The removal of viruses from process streams is an extremely important problem to the pharmaceutical industry, as more products are being produced from human or cell-based sources. Commonly, nanofiltration or chemical deactivation is used to remove viruses from therapeutic produces. A less frequently used method is affinity absorption in a chromatographic format. Most ligands for affinity adsorption are antibodies, which can be difficult and expensive to produce in large quantities, and which may become contaminated with viruses during their production. Small peptides as short as three amino acids in length have been discovered that bind to porcine parvovirus (PPV) and can remove PPV from samples containing 7.5% human blood plasma. PPV is often used as a model virus for virus removal due to its small size and its ability to withstand chemical deactivation by surfactants or changes in pH.

The trimeric peptides were found from the screening of a combinatorial library that was produced on the same chromatographic support that is used for the actual separation process.
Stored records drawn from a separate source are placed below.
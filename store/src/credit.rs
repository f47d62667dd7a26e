//! Quadratic credit storage trait.

use crate::StoreError;
use hush_types::{VoterAddress, VotingId};

/// Trait for credit balances and recorded quadratic allocations.
///
/// A missing balance means the voting's default allocation still applies.
pub trait CreditStore {
    fn get_credit_balance(
        &self,
        voting: VotingId,
        voter: &VoterAddress,
    ) -> Result<Option<Vec<u8>>, StoreError>;

    fn get_allocation(
        &self,
        voting: VotingId,
        voter: &VoterAddress,
    ) -> Result<Option<Vec<u8>>, StoreError>;

    /// All recorded allocations of one voting.
    fn iter_allocations(
        &self,
        voting: VotingId,
    ) -> Result<Vec<(VoterAddress, Vec<u8>)>, StoreError>;
}
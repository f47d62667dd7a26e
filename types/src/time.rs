//! Timestamp type and the clock abstraction used by the lifecycle rules.
//!
//! Timestamps are Unix epoch seconds (UTC). Voting status is derived from the
//! clock, so every component that needs "now" receives it through [`Clock`].

use serde::{Deserialize, Serialize};
use std::fmt;
use std::time::{SystemTime, UNIX_EPOCH};

/// A Unix timestamp in seconds since epoch (UTC).
#[derive(Clone, Copy, Debug, PartialEq, Eq, PartialOrd, Ord, Hash, Serialize, Deserialize)]
pub struct Timestamp(u64);

impl Timestamp {
    /// The epoch (time zero).
    pub const EPOCH: Self = Self(0);

    pub fn new(secs: u64) -> Self {
        Self(secs)
    }

    /// Get the current system time as a `Timestamp`.
    pub fn now() -> Self {
        let secs = SystemTime::now()
            .duration_since(UNIX_EPOCH)
            .expect("system clock before Unix epoch")
            .as_secs();
        Self(secs)
    }

    pub fn as_secs(&self) -> u64 {
        self.0
    }

    /// This timestamp shifted forward, saturating at `u64::MAX`.
    pub fn plus_secs(&self, secs: u64) -> Self {
        Self(self.0.saturating_add(secs))
    }

    /// Seconds elapsed since this timestamp (relative to `now`).
    pub fn elapsed_since(&self, now: Timestamp) -> u64 {
        now.0.saturating_sub(self.0)
    }

    /// Whether this timestamp + duration has passed relative to `now`.
    pub fn has_expired(&self, duration_secs: u64, now: Timestamp) -> bool {
        now.0 >= self.0.saturating_add(duration_secs)
    }
}

impl fmt::Display for Timestamp {
    fn fmt(&self, f: &mut fmt::Formatter<'_>) -> fmt::Result {
        write!(f, "{}s", self.0)
    }
}

/// Source of the current time.
pub trait Clock: Send + Sync {
    fn now(&self) -> Timestamp;
}

/// Wall-clock time from the operating system.
#[derive(Clone, Copy, Debug, Default)]
pub struct SystemClock;

impl Clock for SystemClock {
    fn now(&self) -> Timestamp {
        Timestamp::now()
    }
}
//! Asynchronous public decryption.
//!
//! A request returns immediately with an identifier; the plaintexts arrive
//! later, through whatever callback channel the coprocessor offers, as a
//! [`DecryptionFulfillment`] carrying the same identifier.

use crate::{Ciphertext, FheError};
use serde::{Deserialize, Serialize};
use std::fmt;

/// Identifier of an issued decryption request.
#[derive(Clone, Copy, Debug, PartialEq, Eq, PartialOrd, Ord, Hash, Serialize, Deserialize)]
pub struct DecryptionRequestId(u64);

impl DecryptionRequestId {
    pub fn new(id: u64) -> Self {
        Self(id)
    }

    pub fn as_u64(&self) -> u64 {
        self.0
    }
}

impl fmt::Display for DecryptionRequestId {
    fn fmt(&self, f: &mut fmt::Formatter<'_>) -> fmt::Result {
        write!(f, "req-{}", self.0)
    }
}

/// The callback payload: plaintexts in the order the ciphertexts were submitted.
#[derive(Clone, Debug, PartialEq, Eq, Serialize, Deserialize)]
pub struct DecryptionFulfillment {
    pub request_id: DecryptionRequestId,
    pub plaintexts: Vec<u64>,
}

/// Issues public decryption requests.
pub trait DecryptionOracle: Send + Sync {
    fn request_public_decryption(
        &self,
        values: &[Ciphertext],
    ) -> Result<DecryptionRequestId, FheError>;
}
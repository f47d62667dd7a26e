use proptest::prelude::*;

use hush_types::{Timestamp, VoterAddress, VotingId};

proptest! {
    /// Timestamp ordering: new(a) <= new(b) iff a <= b.
    #[test]
    fn timestamp_ordering(a in 0u64..u64::MAX, b in 0u64..u64::MAX) {
        let ta = Timestamp::new(a);
        let tb = Timestamp::new(b);
        prop_assert_eq!(ta <= tb, a <= b);
        prop_assert_eq!(ta == tb, a == b);
    }

    /// has_expired agrees with manual arithmetic.
    #[test]
    fn timestamp_has_expired(base in 0u64..1_000_000, dur in 0u64..1_000_000, now in 0u64..3_000_000) {
        let t = Timestamp::new(base);
        prop_assert_eq!(t.has_expired(dur, Timestamp::new(now)), now >= base + dur);
    }

    /// Any 20 bytes form a valid address, and parsing the rendered form yields it back.
    #[test]
    fn address_from_bytes_parses(bytes in prop::array::uniform20(0u8..)) {
        let addr = VoterAddress::from_bytes(bytes);
        prop_assert_eq!(VoterAddress::parse(addr.as_str()).unwrap(), addr.clone());
        prop_assert_eq!(addr.is_zero(), bytes == [0u8; 20]);
    }

    /// Key bytes sort in creation order.
    #[test]
    fn voting_id_keys_sort_like_ids(a in 0u64..u64::MAX, b in 0u64..u64::MAX) {
        let ka = VotingId::new(a).to_key();
        let kb = VotingId::new(b).to_key();
        prop_assert_eq!(ka.cmp(&kb), a.cmp(&b));
    }
}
This screening method is superior to other methods because it reduces the chance that the peptide may not bind the virus when transferred to a different support, as often happens when screening peptides with phage display libraries. This method has been used to find ligands that bind to many different proteins, including the staphylococcal enterotoxin B.

The discovered trimer peptides that bind to PPV are being optimized to increase their binding affinity under processing conditions. The optimization includes determining if the presence or absence of a spacer arm improves binding of the peptide ligands and by varying the peptide density on the surface of the resin bead to find the optimal binding conditions.

There are also many other uses for these small peptides, including the removal of viruses from process streams, concentration of viral vectors for gene therapy, and molecular surface detection for use in a sensor. These small peptide ligands have promising uses in many areas of virus capture, and the use will be determined by the ease of elution that is needed for each application.